Video begins at 28:40.
What do you do?
Why did you change your approach?
Watson taught Principles of Biochemistry as a F2F course during the summer. She began experimenting with blended learning principles when it was just becoming popular. This resulted in freeing up students’ summers. She encouraged students to take lectures with them wherever they were. She also flipped her labs in an effort to make students more comfortable in a lab environment. Because of the detailed videos, students were already experienced with the lab even before entering it. She also flipped instruction when she had to be away. Students can also attend other activities in place of course such as conflicting presentations given on campus.
Johnson developed his own text for astronomy and taught the text. He started team based learning to work on different principles taught in the class. Students first read the lesson and then worked on it in class. Johnson admitted that the change has been fun as well as scary for the instructor.
Jenkins is a teacher of physical education teachers. She pointed out that this is a conservative group. She believes it is important to teach and model best practices. She strives to model lifelong learning. She stated that it is important to let students know when even the instructor is learning new things.

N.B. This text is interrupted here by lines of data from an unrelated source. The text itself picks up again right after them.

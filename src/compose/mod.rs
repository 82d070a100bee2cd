//! Composition engine
//!
//! [`compose`] merges any number of traits into one. For every name in the
//! union of the inputs' name sets, the contributions are reduced pairwise
//! with one merge rule:
//!
//! - equivalent contributions collapse to one of them,
//! - a `Required` placeholder yields to any concrete definition,
//! - anything else becomes a sticky `Conflict`.
//!
//! The rule makes composition commutative and associative up to trait
//! equivalence, and diamond imports of the same unmodified property never
//! manufacture a conflict. Composition itself never fails; all error
//! signaling is deferred to property access on a created object.

use indexmap::IndexMap;
use smallvec::SmallVec;
use tracing::{debug, trace};

use crate::descriptor::Descriptor;
use crate::traits::Trait;

/// Merge traits into one, reconciling duplicate names with the merge rule.
pub fn compose<'a, I>(traits: I) -> Trait
where
    I: IntoIterator<Item = &'a Trait>,
{
    let traits: SmallVec<[&Trait; 4]> = traits.into_iter().collect();
    debug!("composing {} traits", traits.len());

    let mut slots: IndexMap<&str, SmallVec<[&Descriptor; 4]>> = IndexMap::new();
    for t in &traits {
        for (name, descriptor) in t.iter() {
            slots.entry(name).or_default().push(descriptor);
        }
    }

    Trait::from_descriptors(slots.into_iter().map(|(name, contributions)| {
        let merged = reduce(name, &contributions);
        (name.to_owned(), merged)
    }))
}

/// Overlay `over` on `base`, with `over` authoritative: its descriptors
/// satisfy matching `Required` slots and replace matching concrete slots
/// outright. This is the create-time extra-properties layer, the one merge
/// in the engine where priority is intended instead of symmetry.
pub(crate) fn overlay(base: &Trait, over: &Trait) -> Trait {
    let mut out: IndexMap<String, Descriptor> = base
        .iter()
        .map(|(name, d)| (name.to_owned(), d.clone()))
        .collect();
    for (name, descriptor) in over.iter() {
        out.insert(name.to_owned(), descriptor.clone());
    }
    Trait::from_descriptors(out)
}

/// Reduce all contributions for one name. At least one contribution.
pub(crate) fn reduce(name: &str, contributions: &[&Descriptor]) -> Descriptor {
    let mut merged = contributions[0].clone();
    for next in &contributions[1..] {
        merged = merge(name, &merged, next);
    }
    merged
}

/// The pairwise merge rule.
pub(crate) fn merge(name: &str, left: &Descriptor, right: &Descriptor) -> Descriptor {
    if left.equivalent(right) {
        left.clone()
    } else if left.is_required() {
        right.clone()
    } else if right.is_required() {
        // A conflict stays a conflict here: it is not required, so it is
        // kept as the merged result.
        left.clone()
    } else {
        trace!("non-equivalent definitions for '{}', deferring as conflict", name);
        Descriptor::conflict(name)
    }
}
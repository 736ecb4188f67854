use std::sync::Arc;
use tracing::{info, warn};

use crate::auth::AdminGuard;
use crate::config::{AppConfig, SheetsBackend};
use crate::resources::catalog::catalog;
use crate::resources::{orders, service_orders, CatalogResource, ServiceOrders, ShopOrders, CATALOG};
use crate::sheets::{GoogleSheetsClient, MemorySheets, SheetsClient};

/// Shared by every handler; all fields are cheap to clone.
#[derive(Clone)]
pub struct AppState {
    pub config: Arc<AppConfig>,
    pub guard: AdminGuard,
    pub service_orders: ServiceOrders,
    pub orders: ShopOrders,
    pub catalog: Arc<[CatalogResource]>,
}

impl AppState {
    /// Wires every resource to `sheets`.
    pub fn new(config: AppConfig, sheets: Arc<dyn SheetsClient>) -> Self {
        let guard = AdminGuard::new(config.security.admin_secret.clone());
        if guard.is_open() {
            warn!("No admin secret configured; write endpoints are open");
        }

        Self {
            guard,
            service_orders: ServiceOrders::new(sheets.clone(), config.service_orders.shoe_storage),
            orders: ShopOrders::new(sheets.clone()),
            catalog: catalog(sheets).into(),
            config: Arc::new(config),
        }
    }

    /// Builds the spreadsheet client the configuration asks for.
    pub fn from_config(config: AppConfig) -> Self {
        let sheets: Arc<dyn SheetsClient> = match config.sheets.backend {
            SheetsBackend::Google => Arc::new(GoogleSheetsClient::new(config.sheets.clone())),
            SheetsBackend::Memory => {
                info!("Using in-memory spreadsheet; data is lost on exit");
                Arc::new(memory_sheets())
            }
        };
        Self::new(config, sheets)
    }

    pub fn catalog_resource(&self, path: &str) -> Option<&CatalogResource> {
        self.catalog.iter().find(|r| r.def().path == path)
    }
}

/// Every tab the service reads or writes.
pub fn table_names() -> Vec<&'static str> {
    let mut names = vec![
        service_orders::ORDERS_TABLE.name,
        service_orders::SHOES_TABLE.name,
        orders::ORDERS_TABLE.name,
        orders::ITEMS_TABLE.name,
    ];
    names.extend(CATALOG.iter().map(|def| def.table.name));
    names
}

/// An in-memory spreadsheet with every tab created and empty.
pub fn memory_sheets() -> MemorySheets {
    table_names()
        .into_iter()
        .fold(MemorySheets::new(), |sheets, name| sheets.with_table(name))
}
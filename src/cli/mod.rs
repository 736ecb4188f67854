pub mod commands;

use clap::{Parser, Subcommand};
use serde::{Deserialize, Serialize};

use crate::config::AppConfig;

#[derive(Parser)]
#[command(name = "giaycung-api")]
#[command(about = "Shoe-cleaning shop API backed by a Google spreadsheet")]
#[command(version)]
pub struct Cli {
    #[arg(long, global = true, help = "Output in JSON format")]
    pub json: bool,

    #[command(subcommand)]
    pub command: Option<Commands>,
}

#[derive(Subcommand)]
pub enum Commands {
    #[command(about = "Run the HTTP server (default)")]
    Serve {
        #[arg(long, help = "Port to listen on (overrides PORT)")]
        port: Option<u16>,
    },

    #[command(about = "Print a signed admin token")]
    SignToken {
        #[arg(long, help = "Email claim (defaults to ADMIN_EMAIL)")]
        email: Option<String>,
        #[arg(long, help = "Lifetime in hours (defaults to ADMIN_TOKEN_TTL_HOURS)")]
        ttl_hours: Option<u64>,
    },

    #[command(about = "List the sheet tabs and their default headers")]
    Tables,
}

#[derive(Debug, Clone, Serialize, Deserialize)]
pub enum OutputFormat {
    Text,
    Json,
}

impl OutputFormat {
    pub fn from_cli(cli: &Cli) -> Self {
        if cli.json {
            OutputFormat::Json
        } else {
            OutputFormat::Text
        }
    }
}

pub async fn run(cli: Cli, config: AppConfig) -> anyhow::Result<()> {
    let output_format = OutputFormat::from_cli(&cli);

    match cli.command.unwrap_or(Commands::Serve { port: None }) {
        Commands::Serve { port } => commands::serve::handle(config, port).await,
        Commands::SignToken { email, ttl_hours } => {
            commands::token::sign(&config, email, ttl_hours, output_format)
        }
        Commands::Tables => commands::tables::handle(output_format),
    }
}
use async_trait::async_trait;
use std::collections::HashMap;
use std::sync::atomic::{AtomicUsize, Ordering};
use tokio::sync::RwLock;
use tracing::debug;

use super::{Grid, RangeRef, SheetsClient, SheetsError};

#[derive(Debug, Clone)]
struct MemoryTable {
    id: i64,
    grid: Grid,
}

/// In-process spreadsheet used for local development and tests.
///
/// Mirrors the remote service's observable behaviour: reads drop trailing
/// empty cells and rows, appends land after the last populated row, and row
/// deletion shifts every later row up by the number of rows removed.
#[derive(Debug, Default)]
pub struct MemorySheets {
    tables: RwLock<HashMap<String, MemoryTable>>,
    writes: AtomicUsize,
}

impl MemorySheets {
    pub fn new() -> Self {
        Self::default()
    }

    /// Registers an empty tab.
    pub fn with_table(self, name: &str) -> Self {
        self.with_grid(name, Vec::new())
    }

    /// Registers a tab pre-filled with `grid`.
    pub fn with_grid(mut self, name: &str, grid: Grid) -> Self {
        let tables = self.tables.get_mut();
        let id = 1000 + tables.len() as i64;
        tables.insert(name.to_string(), MemoryTable { id, grid });
        self
    }

    /// Snapshot of a tab's cells, exactly as stored.
    pub async fn grid(&self, name: &str) -> Option<Grid> {
        self.tables.read().await.get(name).map(|t| t.grid.clone())
    }

    /// Number of mutating calls (append, update, delete) served so far.
    pub fn write_count(&self) -> usize {
        self.writes.load(Ordering::SeqCst)
    }

    fn record_write(&self) {
        self.writes.fetch_add(1, Ordering::SeqCst);
    }
}

fn is_blank(row: &[String]) -> bool {
    row.iter().all(|c| c.is_empty())
}

/// Cuts a stored row to the range width and drops trailing empty cells.
fn visible(row: &[String], width: usize) -> Vec<String> {
    let mut out: Vec<String> = row.iter().take(width).cloned().collect();
    while out.last().is_some_and(|c| c.is_empty()) {
        out.pop();
    }
    out
}

#[async_trait]
impl SheetsClient for MemorySheets {
    async fn read_range(&self, range: &RangeRef) -> Result<Grid, SheetsError> {
        debug!("memory read {}", range);
        let tables = self.tables.read().await;
        let table = tables
            .get(&range.table)
            .ok_or_else(|| SheetsError::TableNotFound(range.table.clone()))?;

        let (start, end) = match range.rows {
            Some((s, e)) => (s.saturating_sub(1), e),
            None => (0, table.grid.len()),
        };

        let mut out: Grid = table
            .grid
            .iter()
            .skip(start)
            .take(end.saturating_sub(start))
            .map(|row| visible(row, range.width))
            .collect();

        while out.last().is_some_and(|r| r.is_empty()) {
            out.pop();
        }
        Ok(out)
    }

    async fn append_row(&self, range: &RangeRef, row: Vec<String>) -> Result<(), SheetsError> {
        debug!("memory append {}", range);
        let mut tables = self.tables.write().await;
        let table = tables
            .get_mut(&range.table)
            .ok_or_else(|| SheetsError::TableNotFound(range.table.clone()))?;

        let position = table
            .grid
            .iter()
            .rposition(|r| !is_blank(r))
            .map(|i| i + 1)
            .unwrap_or(0);
        table.grid.insert(position, row);
        self.record_write();
        Ok(())
    }

    async fn update_range(&self, range: &RangeRef, rows: Vec<Vec<String>>) -> Result<(), SheetsError> {
        debug!("memory update {}", range);
        let mut tables = self.tables.write().await;
        let table = tables
            .get_mut(&range.table)
            .ok_or_else(|| SheetsError::TableNotFound(range.table.clone()))?;

        let first = range.rows.map(|(s, _)| s.max(1)).unwrap_or(1);
        for (offset, values) in rows.into_iter().enumerate() {
            let index = first - 1 + offset;
            if table.grid.len() <= index {
                table.grid.resize(index + 1, Vec::new());
            }
            let target = &mut table.grid[index];
            for (col, value) in values.into_iter().take(range.width).enumerate() {
                if target.len() <= col {
                    target.resize(col + 1, String::new());
                }
                target[col] = value;
            }
        }
        self.record_write();
        Ok(())
    }

    async fn delete_rows(&self, table_id: i64, start: usize, end: usize) -> Result<(), SheetsError> {
        debug!("memory delete rows [{}, {}) in tab {}", start, end, table_id);
        let mut tables = self.tables.write().await;
        let table = tables
            .values_mut()
            .find(|t| t.id == table_id)
            .ok_or_else(|| SheetsError::TableNotFound(table_id.to_string()))?;

        let len = table.grid.len();
        let (start, end) = (start.min(len), end.min(len));
        if start < end {
            table.grid.drain(start..end);
        }
        self.record_write();
        Ok(())
    }

    async fn get_table_id(&self, table: &str) -> Result<i64, SheetsError> {
        self.tables
            .read()
            .await
            .get(table)
            .map(|t| t.id)
            .ok_or_else(|| SheetsError::TableNotFound(table.to_string()))
    }
}

#[cfg(test)]
mod tests {
    use super::*;

    fn row(cells: &[&str]) -> Vec<String> {
        cells.iter().map(|s| s.to_string()).collect()
    }

    #[tokio::test]
    async fn read_drops_trailing_blanks() {
        let sheets = MemorySheets::new().with_grid(
            "t",
            vec![row(&["id", "name", ""]), row(&["1", "", ""]), row(&["", ""])],
        );
        let grid = sheets.read_range(&RangeRef::full("t")).await.unwrap();
        assert_eq!(grid, vec![row(&["id", "name"]), row(&["1"])]);
    }

    #[tokio::test]
    async fn append_goes_after_last_populated_row() {
        let sheets = MemorySheets::new().with_grid("t", vec![row(&["id"]), row(&["1"]), row(&[""])]);
        sheets.append_row(&RangeRef::full("t"), row(&["2"])).await.unwrap();
        let grid = sheets.grid("t").await.unwrap();
        assert_eq!(grid[2], row(&["2"]));
        assert_eq!(sheets.write_count(), 1);
    }

    #[tokio::test]
    async fn update_overwrites_single_row() {
        let sheets = MemorySheets::new().with_grid("t", vec![row(&["id", "s"]), row(&["1", "a"])]);
        sheets
            .update_range(&RangeRef::row("t", 2, 2), vec![row(&["1", "b"])])
            .await
            .unwrap();
        assert_eq!(sheets.grid("t").await.unwrap()[1], row(&["1", "b"]));
    }

    #[tokio::test]
    async fn delete_shifts_rows_up() {
        let sheets = MemorySheets::new().with_grid(
            "t",
            vec![row(&["id"]), row(&["1"]), row(&["2"]), row(&["3"])],
        );
        let id = sheets.get_table_id("t").await.unwrap();
        sheets.delete_rows(id, 2, 3).await.unwrap();
        let grid = sheets.grid("t").await.unwrap();
        assert_eq!(grid, vec![row(&["id"]), row(&["1"]), row(&["3"])]);
    }

    #[tokio::test]
    async fn unknown_table_is_reported() {
        let sheets = MemorySheets::new();
        let err = sheets.get_table_id("nope").await.unwrap_err();
        assert!(matches!(err, SheetsError::TableNotFound(name) if name == "nope"));
    }
}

Raska noted that she did not have an education background. She, “Did not know how students could just listen for 3 hours.” She went to educator conferences to learn how to deliver better instruction. She started with case studies. The students did not necessarily like it; however, they performed better academically. Raska noted that new things not always great for evaluations. Active learning results in engaged learning.
Meg Skinner shared a quote:
“In a time of drastic change, it is the learners who inherit the future. The learned find themselves equipped to live in a world which no longer exists.” ~ Eric Hoffer
What are they doing?
Raska highlighted a number of technologies and strategies that she was using. She tried Facebook and Twitter; however, the students did not want it. She does use Prezi and Jing. She uses Camtasia to do voice overs on PowerPoint presentations. She also conducts world cafe type exercises. She is thinking about using Pinterest and blogging in the courses. She also uses poll everywhere. Mobile devices are allowed in the classroom; she commented that she does not care if students miss something in class, it is there responsibility for the content. Finally, she supplements classes with Khan Academy.
Jenkins noted that she tries to use the best tool for the purpose at the time, and that tool may be a chalkboard. She regularly uses Camtasia. She is now learning Canvas. She admitted to a learning curve when learning a new technology. She attends weekly Canvas meetings and tries to implement one new thing into her course each week.
Johnson has his class read the required material before class. Once in class, he gives them an assessment. He then splits the students into groups of 6-7 and takes an assessment of the group. Next, he gives each group a project and reassesses. If there is gaps in knowledge, will give a mini lecture. He noted that he also uses canned lectures and presentations off of YouTube from professionals. Primarily, he monitors the progress of the groups.
Watson talked passionately abut her General Microbiology (F2F) class. She created Virtual Edge, a virtual lab. Virtual Edge allows students to view videos about lab operations and procedures prior to going to lab. She also screen captures all the F2F lectures and posts them on iTunesU and Wyocast; students prefer iTunesU. At times, she will prerecord lectures. Watson also records lectures for Principles of Biochemistry (online) and posts them on iTunesU. Watson feels it is important to share information with students. There is a place for lectures if done well. It is important to know your students and try to integrate that knowledge into your lectures. Use your students names. Watson also emphasized the importance to use mobile devices in the classroom. She invites students to use mobile devices in lab and classrooms. As a result, students are taking amazing pictures through microscopes.
- Don’t use technology for just bells and whistles. Use it for a reason.
- Don’t be afraid to try things and modify them if necessary. Make students comfortable feeling uncomfortable.
- Technology allows students have voice who do not normally have voice.
- Always communicate with your students.
- School makes students afraid to be wrong. We also need to be able to make mistakes.
- There is a concern about being tenured.
- There is a learning curve to learning new technologies. It gets better and easier as you get more experienced.
- Important to tell students what you are doing and why.
- May want to give periodic course evaluations through the term.